:: THE DATA ::
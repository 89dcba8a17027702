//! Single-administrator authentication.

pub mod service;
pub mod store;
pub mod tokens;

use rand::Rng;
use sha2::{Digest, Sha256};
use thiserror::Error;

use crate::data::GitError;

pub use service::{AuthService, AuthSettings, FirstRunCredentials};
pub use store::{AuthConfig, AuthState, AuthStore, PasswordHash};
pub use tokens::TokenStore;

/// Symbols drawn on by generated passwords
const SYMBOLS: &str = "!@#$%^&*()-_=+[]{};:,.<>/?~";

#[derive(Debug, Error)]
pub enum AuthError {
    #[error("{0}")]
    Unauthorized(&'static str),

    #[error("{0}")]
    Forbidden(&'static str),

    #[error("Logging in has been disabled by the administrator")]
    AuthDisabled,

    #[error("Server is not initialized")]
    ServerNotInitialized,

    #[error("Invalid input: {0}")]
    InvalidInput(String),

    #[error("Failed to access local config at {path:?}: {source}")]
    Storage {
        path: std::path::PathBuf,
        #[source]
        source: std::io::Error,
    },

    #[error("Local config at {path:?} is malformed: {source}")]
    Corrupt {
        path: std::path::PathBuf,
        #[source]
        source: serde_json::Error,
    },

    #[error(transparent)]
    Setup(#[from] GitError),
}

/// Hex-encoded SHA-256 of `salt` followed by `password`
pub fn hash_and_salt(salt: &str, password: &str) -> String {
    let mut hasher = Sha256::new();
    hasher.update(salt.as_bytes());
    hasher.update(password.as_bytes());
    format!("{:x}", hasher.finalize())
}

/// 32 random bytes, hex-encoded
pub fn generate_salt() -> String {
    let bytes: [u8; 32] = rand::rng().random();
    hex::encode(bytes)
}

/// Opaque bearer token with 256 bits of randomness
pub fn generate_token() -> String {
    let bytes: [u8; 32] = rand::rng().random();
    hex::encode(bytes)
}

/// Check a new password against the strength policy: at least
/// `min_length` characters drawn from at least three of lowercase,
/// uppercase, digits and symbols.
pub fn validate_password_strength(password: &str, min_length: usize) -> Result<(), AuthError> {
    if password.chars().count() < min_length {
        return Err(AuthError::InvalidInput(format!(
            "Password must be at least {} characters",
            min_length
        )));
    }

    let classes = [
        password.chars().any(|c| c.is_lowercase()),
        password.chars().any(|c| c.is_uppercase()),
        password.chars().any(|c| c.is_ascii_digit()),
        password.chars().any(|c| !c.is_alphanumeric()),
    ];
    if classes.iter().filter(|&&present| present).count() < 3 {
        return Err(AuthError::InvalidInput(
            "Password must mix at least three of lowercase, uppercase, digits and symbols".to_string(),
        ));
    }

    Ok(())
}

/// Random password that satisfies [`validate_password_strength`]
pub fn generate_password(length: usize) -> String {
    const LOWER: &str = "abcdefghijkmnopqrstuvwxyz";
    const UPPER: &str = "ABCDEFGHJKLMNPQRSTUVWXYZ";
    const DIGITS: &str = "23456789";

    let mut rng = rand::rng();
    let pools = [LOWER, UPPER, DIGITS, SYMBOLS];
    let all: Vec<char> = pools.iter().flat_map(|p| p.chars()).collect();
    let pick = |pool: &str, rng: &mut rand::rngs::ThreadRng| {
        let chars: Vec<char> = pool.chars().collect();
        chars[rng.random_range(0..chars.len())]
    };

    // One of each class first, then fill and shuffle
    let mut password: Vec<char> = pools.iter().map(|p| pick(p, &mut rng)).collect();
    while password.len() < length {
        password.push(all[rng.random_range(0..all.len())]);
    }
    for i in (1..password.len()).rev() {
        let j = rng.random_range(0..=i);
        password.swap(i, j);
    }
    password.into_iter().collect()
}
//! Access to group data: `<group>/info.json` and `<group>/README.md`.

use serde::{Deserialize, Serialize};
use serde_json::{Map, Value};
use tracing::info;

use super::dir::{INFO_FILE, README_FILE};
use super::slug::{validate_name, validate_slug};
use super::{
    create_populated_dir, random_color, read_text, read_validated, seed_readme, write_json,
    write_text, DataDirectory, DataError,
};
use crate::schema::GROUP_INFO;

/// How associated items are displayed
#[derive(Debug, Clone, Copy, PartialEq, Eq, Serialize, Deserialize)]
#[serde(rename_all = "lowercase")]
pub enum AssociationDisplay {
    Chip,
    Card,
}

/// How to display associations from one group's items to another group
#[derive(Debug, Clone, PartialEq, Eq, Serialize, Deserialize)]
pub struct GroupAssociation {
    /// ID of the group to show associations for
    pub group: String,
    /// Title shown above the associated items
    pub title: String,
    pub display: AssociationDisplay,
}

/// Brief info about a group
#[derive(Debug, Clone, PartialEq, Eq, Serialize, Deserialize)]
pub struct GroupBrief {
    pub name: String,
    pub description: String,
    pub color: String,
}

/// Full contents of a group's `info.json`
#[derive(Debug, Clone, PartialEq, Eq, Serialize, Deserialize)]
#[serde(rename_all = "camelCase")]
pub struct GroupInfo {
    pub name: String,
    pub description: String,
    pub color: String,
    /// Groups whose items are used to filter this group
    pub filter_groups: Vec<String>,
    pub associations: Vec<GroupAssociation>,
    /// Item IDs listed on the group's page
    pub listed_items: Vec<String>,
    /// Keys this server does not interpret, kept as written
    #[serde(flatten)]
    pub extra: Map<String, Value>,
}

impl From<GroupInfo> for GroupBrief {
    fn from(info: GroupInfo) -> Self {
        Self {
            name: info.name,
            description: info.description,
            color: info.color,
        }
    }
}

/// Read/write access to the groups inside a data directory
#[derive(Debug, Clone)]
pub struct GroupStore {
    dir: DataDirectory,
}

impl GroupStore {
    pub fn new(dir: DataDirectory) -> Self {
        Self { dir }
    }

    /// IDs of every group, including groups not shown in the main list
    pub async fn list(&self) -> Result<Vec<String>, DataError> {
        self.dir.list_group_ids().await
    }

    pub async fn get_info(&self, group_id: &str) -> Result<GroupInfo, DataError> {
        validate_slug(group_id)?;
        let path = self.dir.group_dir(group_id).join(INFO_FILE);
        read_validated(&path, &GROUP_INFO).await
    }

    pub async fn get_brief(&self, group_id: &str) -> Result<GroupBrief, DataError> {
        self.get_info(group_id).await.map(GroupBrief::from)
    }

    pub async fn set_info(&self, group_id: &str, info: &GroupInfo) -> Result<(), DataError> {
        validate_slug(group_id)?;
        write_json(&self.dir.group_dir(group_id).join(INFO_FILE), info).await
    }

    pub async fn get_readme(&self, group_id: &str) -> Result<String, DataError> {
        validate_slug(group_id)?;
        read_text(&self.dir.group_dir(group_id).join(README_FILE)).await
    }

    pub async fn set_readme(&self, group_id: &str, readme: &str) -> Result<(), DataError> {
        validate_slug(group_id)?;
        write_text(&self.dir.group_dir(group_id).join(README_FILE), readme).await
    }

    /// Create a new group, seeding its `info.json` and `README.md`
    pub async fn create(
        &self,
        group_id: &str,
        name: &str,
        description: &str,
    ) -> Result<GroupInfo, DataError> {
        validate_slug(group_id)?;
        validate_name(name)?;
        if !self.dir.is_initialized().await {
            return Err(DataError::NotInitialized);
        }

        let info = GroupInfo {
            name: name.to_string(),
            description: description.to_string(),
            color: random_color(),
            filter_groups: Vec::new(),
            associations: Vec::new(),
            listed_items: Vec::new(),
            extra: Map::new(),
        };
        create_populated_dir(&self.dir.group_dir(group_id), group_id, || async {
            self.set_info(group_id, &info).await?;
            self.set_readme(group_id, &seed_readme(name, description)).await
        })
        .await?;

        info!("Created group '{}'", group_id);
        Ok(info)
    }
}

:: ASSIGNMENT ::
Report every line of the entries that carries the word "drawn".

:: RESPONSE AREA ::
/// Symbols drawn on by generated passwords
/// `min_length` characters drawn from at least three of lowercase,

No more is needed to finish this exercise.